Go through the lines below and copy any that hold the string "Clone".

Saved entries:
= = = = =
//! Commission models: fees and taxes charged on a fill.
//!
//! The building blocks are pure functions of a rate and an amount with a
//! floor. Market schedules compose them additively.
//!
//! Default Chinese-market schedule (`cost = fill_price * quantity`):
//!
//! | Market            | Buy                          | Sell                                   |
//! |-------------------|------------------------------|----------------------------------------|
//! | Shanghai equity   | transfer fee + brokerage     | stamp tax + transfer fee + brokerage   |
//! | Shenzhen equity   | brokerage                    | stamp tax + brokerage                  |
//! | Index futures     | `cost * 3e-5`                | `cost * 3e-5`                          |
//! | Commodity futures | `cost * 1.5e-4`              | `cost * 1.5e-4`                        |
//! | Unknown           | 0                            | 0                                      |

use crate::domain::{Direction, MarketKind};
use tracing::warn;

/// Fee proportional to share count, rounded up to a whole currency unit.
///
/// Used for the Shanghai transfer fee: 1 yuan per 1000 shares, at least 1 yuan.
#[derive(Debug, Clone, Copy, PartialEq)]
pub struct PerShareCommission {
    pub rate: f64,
    pub min_commission: f64,
}

impl PerShareCommission {
    pub fn new(rate: f64, min_commission: f64) -> Self {
        Self {
            rate,
            min_commission,
        }
    }

    pub fn compute(&self, quantity: u64) -> f64 {
        (quantity as f64 * self.rate).ceil().max(self.min_commission)
    }
}

/// Fee proportional to traded value, with a floor.
#[derive(Debug, Clone, Copy, PartialEq)]
pub struct PerMoneyCommission {
    pub rate: f64,
    pub min_commission: f64,
}

impl PerMoneyCommission {
    pub fn new(rate: f64, min_commission: f64) -> Self {
        Self {
            rate,
            min_commission,
        }
    }

    /// Rate with no floor.
    pub fn flat(rate: f64) -> Self {
        Self::new(rate, 0.0)
    }

    pub fn compute(&self, cost: f64) -> f64 {
        (cost * self.rate).max(self.min_commission)
    }
}

/// Commission model: computes the fee for a fill.
pub trait CommissionModel: Send + Sync {
    /// Fee for trading `quantity` of `symbol` at `fill_price` (already slippage-adjusted).
    ///
    /// Must never be negative.
    fn compute(&self, symbol: &str, direction: Direction, quantity: u64, fill_price: f64) -> f64;

    /// Name of this model
    fn name(&self) -> &str;
}

/// No fees.
#[derive(Debug, Clone, Copy, Default)]
pub struct ZeroCommission;

impl CommissionModel for ZeroCommission {
    fn compute(&self, _symbol: &str, _direction: Direction, _quantity: u64, _fill_price: f64) -> f64 {
        0.0
    }

    fn name(&self) -> &str {
        "zero"
    }
}

/// Default schedule for Shanghai/Shenzhen equities and domestic futures.
#[derive(Debug, Clone, Copy)]
pub struct ChinaMarketCommission {
    pub transfer_fee: PerShareCommission,
    pub brokerage: PerMoneyCommission,
    pub stamp_tax: PerMoneyCommission,
    pub index_future: PerMoneyCommission,
    pub commodity_future: PerMoneyCommission,
}

impl Default for ChinaMarketCommission {
    fn default() -> Self {
        Self {
            transfer_fee: PerShareCommission::new(1.0e-4, 1.0),
            brokerage: PerMoneyCommission::new(3.0e-4, 5.0),
            stamp_tax: PerMoneyCommission::flat(1.0e-3),
            index_future: PerMoneyCommission::flat(3.0e-5),
            commodity_future: PerMoneyCommission::flat(1.5e-4),
        }
    }
}

impl CommissionModel for ChinaMarketCommission {
    fn compute(&self, symbol: &str, direction: Direction, quantity: u64, fill_price: f64) -> f64 {
        let cost = fill_price * quantity as f64;
        match (MarketKind::of(symbol), direction) {
            (MarketKind::ShanghaiEquity, Direction::Buy) => {
                self.transfer_fee.compute(quantity) + self.brokerage.compute(cost)
            }
            (MarketKind::ShanghaiEquity, Direction::Sell) => {
                self.stamp_tax.compute(cost)
                    + self.transfer_fee.compute(quantity)
                    + self.brokerage.compute(cost)
            }
            (MarketKind::ShenzhenEquity, Direction::Buy) => self.brokerage.compute(cost),
            (MarketKind::ShenzhenEquity, Direction::Sell) => {
                self.stamp_tax.compute(cost) + self.brokerage.compute(cost)
            }
            (MarketKind::IndexFuture, _) => self.index_future.compute(cost),
            (MarketKind::CommodityFuture, _) => self.commodity_future.compute(cost),
            (MarketKind::Unknown, _) => 0.0,
        }
    }

    fn name(&self) -> &str {
        "default"
    }
}

/// Build a commission model from its configured name.
///
/// Unknown names fall back to [`ZeroCommission`] with a warning rather than
/// failing. Trades will be priced without fees in that case.
pub fn commission_model_from_name(name: &str) -> Box<dyn CommissionModel> {
    match name {
        "default" => Box::new(ChinaMarketCommission::default()),
        "zero" => Box::new(ZeroCommission),
        other => {
            warn!(model = other, "unknown commission model, falling back to zero commission");
            Box::new(ZeroCommission)
        }
    }
}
= = = = =
• Written answer
#[derive(Debug, Clone, Copy, PartialEq)]
#[derive(Debug, Clone, Copy, PartialEq)]
#[derive(Debug, Clone, Copy, Default)]
#[derive(Debug, Clone, Copy)]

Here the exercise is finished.